Instructions to follow> Every line that includes the word "buffer" needs to be copied from the listing.
** Exercise materials follows **
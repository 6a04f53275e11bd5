use crate::error::LinalgResult;

/// Shape and element access shared by the dense containers.
pub trait Matrix<T>
where
    Self: Sized,
{
    fn from_list(lines: Vec<Vec<T>>) -> LinalgResult<Self>;
    fn to_list(&self) -> Vec<Vec<T>>;

    fn zero(rows: usize, cols: usize) -> LinalgResult<Self>;
    fn identity(n: usize) -> LinalgResult<Self>;
    fn transpose(&self) -> Self;

    /// `(rows, cols)`
    fn shape(&self) -> (usize, usize);
    fn at(&self, row: usize, col: usize) -> LinalgResult<T>;
    fn set(&mut self, row: usize, col: usize, value: T) -> LinalgResult<()>;

    fn row_num(&self) -> usize {
        self.shape().0
    }

    fn col_num(&self) -> usize {
        self.shape().1
    }

    fn size(&self) -> usize {
        let (rows, cols) = self.shape();
        rows * cols
    }

    fn is_square(&self) -> bool {
        let (rows, cols) = self.shape();
        rows == cols
    }
}

/// Multiplication of every element by a scalar.
pub trait Scale<T> {
    fn scale(&self, k: T) -> Self;
}

/// `k * buffer`, the scalar-on-the-left spelling of [`Scale::scale`].
pub fn scale<T, B: Scale<T>>(k: T, buffer: &B) -> B {
    buffer.scale(k)
}
use crate::error::{LinalgError, LinalgResult};
use crate::matrix::element::Scalar;

/// Values whose magnitude is below this are treated as exactly zero.
pub const DEFAULT_EPSILON: f64 = 1e-8;

/// Lower bound on the effective epsilon, in machine epsilons of the element type.
const ROUNDING_FLOOR: f64 = 64.0;

/// Zero threshold shared by pivot selection, snapping, division checks and
/// the consistency test.
///
/// The threshold applied to an element type `T` never drops below
/// `64 * T::epsilon()`, so `f32` rounding noise is still treated as zero.
#[derive(Debug, Clone, Copy, PartialEq)]
pub struct Tolerance {
    pub epsilon: f64,
    /// Snap the dot product accumulator after every term instead of only
    /// the final sum.
    pub snap_running_dot: bool,
}

impl Default for Tolerance {
    fn default() -> Self {
        Tolerance {
            epsilon: DEFAULT_EPSILON,
            snap_running_dot: false,
        }
    }
}

impl Tolerance {
    pub fn new(epsilon: f64) -> LinalgResult<Self> {
        if !epsilon.is_finite() || epsilon <= 0.0 {
            return Err(LinalgError::InvalidTolerance { epsilon });
        }
        Ok(Tolerance {
            epsilon,
            ..Tolerance::default()
        })
    }

    pub fn with_running_dot_snap(mut self, enabled: bool) -> Self {
        self.snap_running_dot = enabled;
        self
    }

    #[inline(always)]
    pub fn epsilon_as<T: Scalar>(&self) -> T {
        let requested = T::from(self.epsilon).unwrap_or_else(T::epsilon);
        let floor = T::epsilon() * T::from(ROUNDING_FLOOR).unwrap_or_else(T::one);
        requested.max(floor)
    }

    #[inline(always)]
    pub fn is_negligible<T: Scalar>(&self, x: T) -> bool {
        x.abs() < self.epsilon_as()
    }

    #[inline(always)]
    pub fn snap<T: Scalar>(&self, x: T) -> T {
        if self.is_negligible(x) {
            T::zero()
        } else {
            x
        }
    }
}

// --------------------------------------------------
//                      TESTS
// --------------------------------------------------
#[cfg(feature = "python")]
use pyo3::prelude::*;

pub mod error;
pub mod matrix {
    pub mod dense;
    pub mod element;
    pub mod matrix;
    pub mod vector;
}
pub mod solver {
    pub mod linalg;
    pub mod linear_system;
}
pub mod tolerance;

pub mod utils;

#[cfg(feature = "python")]
pub mod python;

pub use error::{LinalgError, LinalgResult};
pub use matrix::dense::DenseMatrix;
pub use matrix::element::Scalar;
pub use matrix::matrix::{scale, Matrix, Scale};
pub use matrix::vector::Vector;
pub use solver::linalg::{inv, solve, Inverse, Linalg, Solution};
pub use solver::linear_system::{LinearSystem, Solvability};
pub use tolerance::{Tolerance, DEFAULT_EPSILON};

/// A Python module implemented in Rust.
#[cfg(feature = "python")]
#[pymodule]
fn rust_linalg(_py: Python, m: &Bound<'_, PyModule>) -> PyResult<()> {
    m.add_class::<python::PyMatrix>()?;
    m.add_function(wrap_pyfunction!(python::inv, m)?)?;
    Ok(())
}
** End of Exercise materials **
Response to this task>
/// `k * buffer`, the scalar-on-the-left spelling of [`Scale::scale`].
pub fn scale<T, B: Scale<T>>(k: T, buffer: &B) -> B {
    buffer.scale(k)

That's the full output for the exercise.